To find the largest positive root of the equation x^3 - 5x + 3 = 0 using the bisection method, Newton's method, and the secant method, we can follow these steps:

1. Bisection Method:
a. Start by plotting the function f(x) = x^3 - 5x + 3.
b. Since we are looking for a positive root, we know it lies in the interval [0, 3]. Choose the initial interval a = 0 and b = 3.
c. Calculate the midpoint c = (a + b) / 2.
d. Evaluate f(c).
- If f(c) is close to zero (within a small tolerance), then c is our root.
- If f(c) has the same sign as f(a), update a = c.
- If f(c) has the same sign as f(b), update b = c.
e. Repeat steps c to d until you arrive at a root with the desired accuracy.

2. Newton's Method:
a. Start by differentiating the function f(x) = x^3 - 5x + 3 to find its derivative f'(x).
- f'(x) = 3x^2 - 5
b. Choose an initial guess x0 in the interval [0, 3].
c. Iterate using the formula: x1 = x0 - f(x0)/f'(x0).
d. Repeat step c until you arrive at a root with the desired accuracy.

3. Secant Method:
a. These are the steps to follow in the secant method:
- Start by choosing two initial guesses x0 and x1 in the interval [0, 3].
- Use the formula: x2 = x1 - [(x1 - x0) * f(x1)] / [f(x1) - f(x0)].
- Update x0 = x1 and x1 = x2.
- Repeat the above step until you arrive at a root with the desired accuracy.

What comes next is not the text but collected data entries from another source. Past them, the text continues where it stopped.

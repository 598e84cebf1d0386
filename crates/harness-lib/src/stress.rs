//! Remote stress execution
//!
//! Applies synthetic memory pressure inside the target container through
//! the pod exec subresource. The stress task is fire-and-forget: its own
//! failure is logged, never surfaced to the poller. Both the task and the
//! poll loop subscribe to one shutdown channel so teardown can cancel
//! outstanding work deterministically.

use std::sync::Arc;
use std::time::Duration;

use async_trait::async_trait;
use k8s_openapi::api::core::v1::Pod;
use kube::api::{Api, AttachParams};
use tokio::io::AsyncReadExt;
use tokio::sync::broadcast;
use tokio::task::JoinHandle;
use tracing::{info, warn};

use crate::cluster::Cluster;
use crate::error::{HarnessError, Result};

/// Render the synthetic memory-load command for the given byte count.
pub fn stress_command(vm_bytes: u64) -> String {
    format!("stress -m 1 --vm-bytes {vm_bytes} --vm-hang 0")
}

/// Trait for remote command execution inside a pod
#[async_trait]
pub trait RemoteExecutor: Send + Sync {
    /// Run `command` under `sh -c` in the pod, returning captured output.
    async fn exec(&self, pod_name: &str, command: &str) -> Result<String>;
}

/// Live executor over the pod exec subresource
pub struct PodExecutor {
    pods: Api<Pod>,
    container: Option<String>,
}

impl PodExecutor {
    pub fn new(cluster: &Cluster) -> Self {
        Self {
            pods: cluster.pods(),
            container: None,
        }
    }

    /// Target a specific container instead of the pod default.
    pub fn with_container(mut self, container: impl Into<String>) -> Self {
        self.container = Some(container.into());
        self
    }
}

#[async_trait]
impl RemoteExecutor for PodExecutor {
    async fn exec(&self, pod_name: &str, command: &str) -> Result<String> {
        let mut params = AttachParams::default().stdout(true).stderr(true);
        if let Some(container) = &self.container {
            params = params.container(container.clone());
        }

        let mut process = self
            .pods
            .exec(pod_name, ["sh", "-c", command], &params)
            .await?;

        let mut output = String::new();
        if let Some(mut stdout) = process.stdout() {
            let mut buf = Vec::new();
            let _ = stdout.read_to_end(&mut buf).await;
            output.push_str(&String::from_utf8_lossy(&buf));
        }
        process
            .join()
            .await
            .map_err(|e| HarnessError::RemoteCommand(e.to_string()))?;
        Ok(output)
    }
}

/// Launch the stress command as a detached task.
///
/// The task waits `start_delay` first (a freshly Running container needs a
/// moment to accept exec sessions), then runs the command until it exits
/// or the shutdown channel fires. The returned handle lets the caller
/// join or abort it at teardown.
pub fn spawn_stress(
    executor: Arc<dyn RemoteExecutor>,
    pod_name: impl Into<String>,
    command: impl Into<String>,
    start_delay: Duration,
    mut shutdown: broadcast::Receiver<()>,
) -> JoinHandle<()> {
    let pod_name = pod_name.into();
    let command = command.into();
    tokio::spawn(async move {
        tokio::select! {
            _ = tokio::time::sleep(start_delay) => {}
            _ = shutdown.recv() => {
                info!(pod = %pod_name, "Stress task cancelled before start");
                return;
            }
        }
        info!(pod = %pod_name, command = %command, "Applying synthetic memory load");
        tokio::select! {
            result = executor.exec(&pod_name, &command) => match result {
                Ok(_) => info!(pod = %pod_name, "Stress command completed"),
                Err(error) => warn!(pod = %pod_name, error = %error, "Stress command failed"),
            },
            _ = shutdown.recv() => {
                info!(pod = %pod_name, "Stress task cancelled");
            }
        }
    })
}

#[cfg(test)]
mod tests {
    use super::*;
    use std::sync::Mutex;

    /// Records exec calls; optionally never returns, like a real stress
    /// process.
    struct RecordingExecutor {
        calls: Mutex<Vec<(String, String)>>,
        hang: bool,
    }

    impl RecordingExecutor {
        fn new(hang: bool) -> Self {
            Self {
                calls: Mutex::new(Vec::new()),
                hang,
            }
        }
    }

    #[async_trait]
    impl RemoteExecutor for RecordingExecutor {
        async fn exec(&self, pod_name: &str, command: &str) -> Result<String> {
            self.calls
                .lock()
                .unwrap()
                .push((pod_name.to_string(), command.to_string()));
            if self.hang {
                std::future::pending::<()>().await;
            }
            Ok(String::new())
        }
    }

    #[test]
    fn stress_command_is_sized_in_bytes() {
        assert_eq!(
            stress_command(52_428_800),
            "stress -m 1 --vm-bytes 52428800 --vm-hang 0"
        );
    }

    #[tokio::test]
    async fn stress_task_executes_command_once() {
        let executor = Arc::new(RecordingExecutor::new(false));
        let (_tx, rx) = broadcast::channel(1);

        let handle = spawn_stress(
            executor.clone(),
            "sample-pod",
            stress_command(1024),
            Duration::ZERO,
            rx,
        );
        handle.await.unwrap();

        let calls = executor.calls.lock().unwrap();
        assert_eq!(calls.len(), 1);
        assert_eq!(calls[0].0, "sample-pod");
        assert_eq!(calls[0].1, "stress -m 1 --vm-bytes 1024 --vm-hang 0");
    }

    #[tokio::test]
    async fn shutdown_cancels_hanging_stress() {
        let executor = Arc::new(RecordingExecutor::new(true));
        let (tx, rx) = broadcast::channel(1);

        let handle = spawn_stress(
            executor.clone(),
            "sample-pod",
            stress_command(1024),
            Duration::ZERO,
            rx,
        );
        // Give the task a chance to enter exec, then cancel.
        tokio::task::yield_now().await;
        tx.send(()).unwrap();
        handle.await.unwrap();
    }

    #[tokio::test]
    async fn shutdown_before_start_delay_skips_exec() {
        let executor = Arc::new(RecordingExecutor::new(false));
        let (tx, rx) = broadcast::channel(1);

        let handle = spawn_stress(
            executor.clone(),
            "sample-pod",
            stress_command(1024),
            Duration::from_secs(3600),
            rx,
        );
        tx.send(()).unwrap();
        handle.await.unwrap();

        assert!(executor.calls.lock().unwrap().is_empty());
    }
}
//! Verify pod container requests against policy bounds
//!
//! Once the autoscaler has acted, the target container's resource
//! requests should themselves sit inside the policy's allowed range.

use std::path::Path;

use anyhow::{anyhow, Result};
use harness_lib::workload::container_requests;
use harness_lib::{Cluster, ResourcePolicy, WorkloadManager};
use kube::ResourceExt;
use serde::Serialize;
use tabled::Tabled;

use crate::output::{self, format_bytes, OutputFormat};

#[derive(Tabled, Serialize)]
struct CheckRow {
    #[tabled(rename = "POD")]
    pod: String,
    #[tabled(rename = "CPU REQUEST")]
    cpu: String,
    #[tabled(rename = "MEMORY REQUEST")]
    memory: String,
    #[tabled(rename = "STATUS")]
    status: String,
}

pub async fn check(
    cluster: &Cluster,
    vpa: &Path,
    container: &str,
    format: OutputFormat,
) -> Result<()> {
    let policy = ResourcePolicy::from_yaml_file(vpa)?;
    let container_policy = policy
        .container(container)
        .ok_or_else(|| anyhow!("no resource policy for container {container:?}"))?;

    let workloads = WorkloadManager::new(cluster);
    let pods = workloads.list_pods("").await?;

    let mut rows = Vec::new();
    let mut violations = 0usize;
    for pod in &pods {
        let Some(requests) = container_requests(pod, container)? else {
            continue;
        };
        let status = match container_policy
            .check_cpu(requests.cpu)
            .and_then(|()| container_policy.check_memory(requests.memory))
        {
            Ok(()) => "within bounds".to_string(),
            Err(error) => {
                violations += 1;
                error.to_string()
            }
        };
        rows.push(CheckRow {
            pod: pod.name_any(),
            cpu: requests.cpu.to_string(),
            memory: format_bytes(requests.memory),
            status,
        });
    }

    if rows.is_empty() {
        output::print_warning(&format!(
            "No pods expose requests for container {container:?}"
        ));
        return Ok(());
    }

    output::print_table(&rows, format);
    if violations > 0 {
        output::print_error(&format!("{violations} pod(s) outside policy bounds"));
        return Err(anyhow!("{violations} pod(s) outside policy bounds"));
    }
    output::print_success("All container requests within policy bounds");
    Ok(())
}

By applying one of these methods with the desired accuracy, you can find the largest positive root of the equation x^3 - 5x + 3 = 0.

To find the largest positive root of the equation x3 - 5x + 3 = 0 using the bisection method, Newton's method, and the secant method, we will iterate through each method until we reach the desired accuracy.

Bisection Method:
1. Begin by identifying the interval [a, b] where the root exists. In this case, the interval is [-3, 3].
2. Calculate the midpoint c = (a + b) / 2.
3. Evaluate the function f(c) = c3 - 5c + 3.
4. If f(c) is close enough to 0 (within the desired accuracy), then we have found the root. Otherwise, continue to the next step.
5. Determine if the root is in the left or right subinterval. If f(a) * f(c) < 0, then the root is in the left subinterval. Otherwise, it is in the right subinterval.
6. Repeat steps 2-5 with the new interval until the root is found within the desired accuracy.

Newton's Method:
1. Start with an initial guess x0 within the interval [-3, 3].
2. Calculate the next guess x1 using the formula: x1 = x0 - f(x0) / f'(x0), where f'(x0) is the derivative of the function at x0.
3. Repeat step 2 until the guess converges to the root within the desired accuracy. The formula for the next guess becomes xn+1 = xn - f(xn) / f'(xn).

Secant Method:
1. Choose two initial guesses, x0 and x1, within the interval [-3, 3].
2. Calculate the next guess x2 using the formula: x2 = x1 - f(x1) * (x1 - x0) / (f(x1) - f(x0)).
3. Repeat step 2 with x2 as the new x1 and x1 as the new x0 until the guess converges to the root within the desired accuracy.

Now let's apply these methods step-by-step to find the largest positive root of the equation x3 - 5x + 3 = 0.